Governor and First Partner Visit VA Campus, Meet with California Veterans

WHAT TO KNOW: Governor Newsom and First Partner Siebel Newsom toured a new supportive housing site – meeting with California veterans and VA leadership at the West Los Angeles Veterans Affairs Campus.

LOS ANGELES – Highlighting the historic investments made in behavioral health and housing resources for veterans, Governor Gavin Newsom and First Partner Jennifer Siebel Newsom toured a new supportive housing site at the West Los Angeles Veterans Affairs campus and met with California veterans who are receiving services.

These services, such as housing, have led to unhoused California veterans experiencing behavioral health challenges successfully moving into stable, permanent housing with accessible and affordable services and care for them.

“Our veterans put their lives on the line to serve our country, now we need to serve them in return. Too many veterans can’t escape the battlefront, even here on the home front – and because of that, we have lost too many of these heroes to suicide, while many more struggle with other behavioral and physical health concerns,” said Governor Newsom. “California is building an accessible network of resources for veterans and their families, while we tackle the deadly stigma around mental health that isolates and endangers so many of our heroes. We are home to the nation’s largest population of veterans, who all deserve to be connected, respected, and protected.”

“Veterans and their families make tremendous sacrifices, both physically and mentally in heroic service to our country,” said First Partner Siebel Newsom. “It is essential that we honor and support them by ensuring their needs, especially related to mental health, are met when they come home. As we remember and pay tribute to servicemembers we’ve lost, I’m proud that California has remained steadfast, through policies and investments, in our commitment to the veterans who call this state home.”

“As Memorial Day approaches, we honor our fallen – those who gave their lives in service to our nation,” said Undersecretary Russell Atterberry. “We also remember their sacrifices by caring for the veterans who are still with us. California is creating more housing for veterans and investing in behavioral health services to ensure the well-being of our veterans and their families.”

California is home to 1.6 million veterans, the most in the nation. Governor Newsom’s investments led to CalVet expanding programs focused on veterans, particularly comprehensive behavioral and mental health services like those offered at the West Los Angeles VA campus.

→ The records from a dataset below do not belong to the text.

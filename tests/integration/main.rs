//! HTTP-level integration tests for the AdminHub session service.

mod auth_test;
mod helpers;
mod monitor_test;
//! Logging configuration.

use serde::{Deserialize, Serialize};

/// Logging and tracing configuration.
#[derive(Debug, Clone, Serialize, Deserialize)]
pub struct LoggingConfig {
    /// Log level: `"trace"`, `"debug"`, `"info"`, `"warn"`, `"error"`.
    #[serde(default = "default_level")]
    pub level: String,
    /// Log format: `"json"` or `"pretty"`.
    #[serde(default = "default_format")]
    pub format: String,
}

impl Default for LoggingConfig {
    fn default() -> Self {
        Self {
            level: default_level(),
            format: default_format(),
        }
    }
}

fn default_level() -> String {
    "info".to_string()
}

fn default_format() -> String {
    "json".to_string()
}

Key Behavioral Health Programs for California Veterans

  • California Veterans Health Initiative (CVHI): $50 million investment to coordinate state, local, and community resources to amplify education and outreach efforts, while working to increase capacity so we can serve all our veterans in need.

  • Veterans Housing and Homelessness Prevention Program (VHHP): Projects are required to provide onsite supportive services which include intensive case management, mental and physical health care, benefits counseling and advocacy, education and employment services, life-skills training, and peer support – an additional investment of $100 million.

  • Veterans Support to Self-Reliance Pilot Program: $25 million to help California’s most vulnerable veterans with the opportunity to age in place, by establishing a baseline of service that will enable them in stable, independent housing.

  • Behavioral Health Services Program: $1.27 million in ongoing funding to assist County Veterans Service Offices (CVSOs) in enhancing and expanding mental health services through projects that collaborate with the existing community-based system of care.

  • California Transition Assistance Program (CALTAP): Provides in-person and virtual trainings to service members, veterans and their families throughout the state.

  • Behavioral Health at the Veterans Homes of California: The eight Veterans Homes of California have hired more clinical social workers, psychologists, and psychiatrists to ensure behavioral health staffing is commensurate with the needs of current and future residents.